Um noch einmal die Dimensionen des Lifts deutlich zu machen: Das bisher höchste Gebäude der Welt ist der Burj Khalifa in Dubai mit 829,8 Metern Höhe. Der gigantische Wolkenkratzer erreicht gerade einmal 4 Prozent der geplanten Höhe des Weltalllifts.

Immerhin, Thoth Technologies hat ein Konzept präsentiert, wie ein solcher Megabau denkbar wäre. Aufeinandergestapelte Ringe aus Kevlar sollen die nötige Höhe möglich machen. Kevlar ist ein besonders widerstandsfähiger Kunststoff, der zum Beispiel für Schutzwesten oder im Flugzeugbau benutzt wird. Gefüllt werden sollen diese Ringe mit Wasserstoff oder Helium, was ihnen Auftrieb verleiht. Die einzelnen Bauelemente sollen zudem wie Kreisel rotieren und dem Bauwerk so Stabilität verleihen.

Bisheriger Liftrekord liegt bei 504 Metern

Neben der Rekordhöhe ist auch die Lifttechnik selbst eine Herausforderung. Herkömmliche Fahrstühle stossen bereits an ihre Grenzen – ab einer bestimmten Höhe können die stählernen Trägerkabel ihr Eigengewicht nicht mehr stemmen.

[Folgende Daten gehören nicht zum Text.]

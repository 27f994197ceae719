//! awxctl - Explore and link AWX resources
//!
//! A CLI tool and client library for the AWX / Ansible Automation
//! Platform REST API (`/api/v2`).
//!
//! # Features
//!
//! - Typed clients for organizations, roles, tokens, users and hosts
//! - Automatic pagination handling (every page, in server order)
//! - Associate/disassociate related resources
//! - Mandatory-field validation before any request is sent
//! - Multiple output formats (table, CSV, JSON, YAML)
//!
//! # Example
//!
//! ```bash
//! # List all organizations
//! awxctl get org --host awx.example.com
//!
//! # Teams of two organizations, fetched concurrently
//! awxctl get org-resource teams --org 1 --org 2 -o json
//!
//! # Make user 7 an admin of organization 1
//! awxctl associate organizations 1 admins 7
//! ```

pub mod awx;
pub mod cli;
pub mod config;
pub mod error;
pub mod output;
pub mod ui;

pub use awx::{
    run_link_command, run_org_command, run_org_resource_command, run_role_command,
    run_role_resource_command, run_token_command, run_user_token_command, AwxClient,
    AwxResource, Payload, QueryParams,
};
pub use cli::{Cli, Command, GetResource, LinkArgs, OutputFormat};
pub use error::{AwxError, Result};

Das heisst: Moderne Hochhausprojekte können nicht unendlich in die Höhe wachsen, weil die Aufzugtechnik es nicht zulässt.

Der bisher längste Lift befindet sich im Burj Khalifa, er misst 504 Meter. Der finnische Hersteller Kone will 2018 mit 660 Metern einen neuen Rekordlift in Saudi Arabien bauen. Neun Jahre nach Inbetriebnahme des Burj-Kalifa-Lift würde damit der Rekord um etwa 150 Meter verbessert. In der Schweiz gab es sogar schon einmal ein ehrgeizigeres Projekt: Der Lift Porta Alpina im Gotthardmassiv hätte 800 Meter hoch werden sollen. Doch das Vorhaben ist gescheitert.

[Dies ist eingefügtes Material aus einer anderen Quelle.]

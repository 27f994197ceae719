//! Token API operations

use crate::awx::{AwxClient, Payload, QueryParams};
use crate::config::api;
use crate::error::Result;

use super::models::Token;

impl AwxClient {
    /// List all tokens (with pagination)
    pub async fn list_tokens(&self, params: &QueryParams) -> Result<Vec<Token>> {
        self.list_collection(api::TOKENS, params).await
    }

    /// Get a token by ID
    pub async fn get_token(&self, id: i64, params: &QueryParams) -> Result<Token> {
        self.get_resource(
            &api::resource_path(api::TOKENS, id),
            params,
            &format!("token {}", id),
        )
        .await
    }

    /// Update a token (PATCH)
    pub async fn update_token(
        &self,
        id: i64,
        data: &Payload,
        params: &QueryParams,
    ) -> Result<Token> {
        self.update_resource(
            &api::resource_path(api::TOKENS, id),
            data,
            params,
            &format!("token {}", id),
        )
        .await
    }

    /// Replace a token (PUT)
    pub async fn replace_token(
        &self,
        id: i64,
        data: &Payload,
        params: &QueryParams,
    ) -> Result<Token> {
        self.replace_resource(
            &api::resource_path(api::TOKENS, id),
            data,
            params,
            &format!("token {}", id),
        )
        .await
    }

    /// Delete a token
    pub async fn delete_token(&self, id: i64) -> Result<()> {
        self.delete_resource(
            &api::resource_path(api::TOKENS, id),
            &format!("token {}", id),
        )
        .await
    }
}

Neuartiges Material und Technik wäre nötig

Wenn moderne Aufzüge nicht mehr höher hinaus können, ist klar: Ein 20-Kilometer-Aufzug wäre mit Stahlseilen nicht möglich. Selbst die fortschrittlichsten Entwicklungen bewältigen nur einen Bruchteil der Strecke. Kone entwickelte die UltraRope aus einem Kohlefaserkern. Damit sollen Höhen bis 1000 Meter bewältigt werden können. Das reicht aber noch lange nicht.

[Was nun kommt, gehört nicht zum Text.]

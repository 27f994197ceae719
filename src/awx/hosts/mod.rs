//! Hosts module - hosts and their group membership

mod api;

Der Weltall-Lift soll deshalb nach Idee der Erfinder auch nicht an einem Kabel in die Höhe gehievt werden, sondern mittels Klauen und Rollen in spiralförmigen Bewegungen selbst hochklettern – wegen der Aussicht gerne aussen am Gebilde, aber aus Sicherheitsgründen, wie Thoth schreibt, wohl eher innen. Denn es gibt einen Grund, den Erbauern die Daumen zu drücken: Gelingt das Projekt, sollen den Aufzug nicht nur Astronauten nutzen. Auch Touristen sollen mit dem Lift in die Höhe fahren und von einer Plattform an der Spitze  eine völlig neue Sicht auf die Erde bekommen.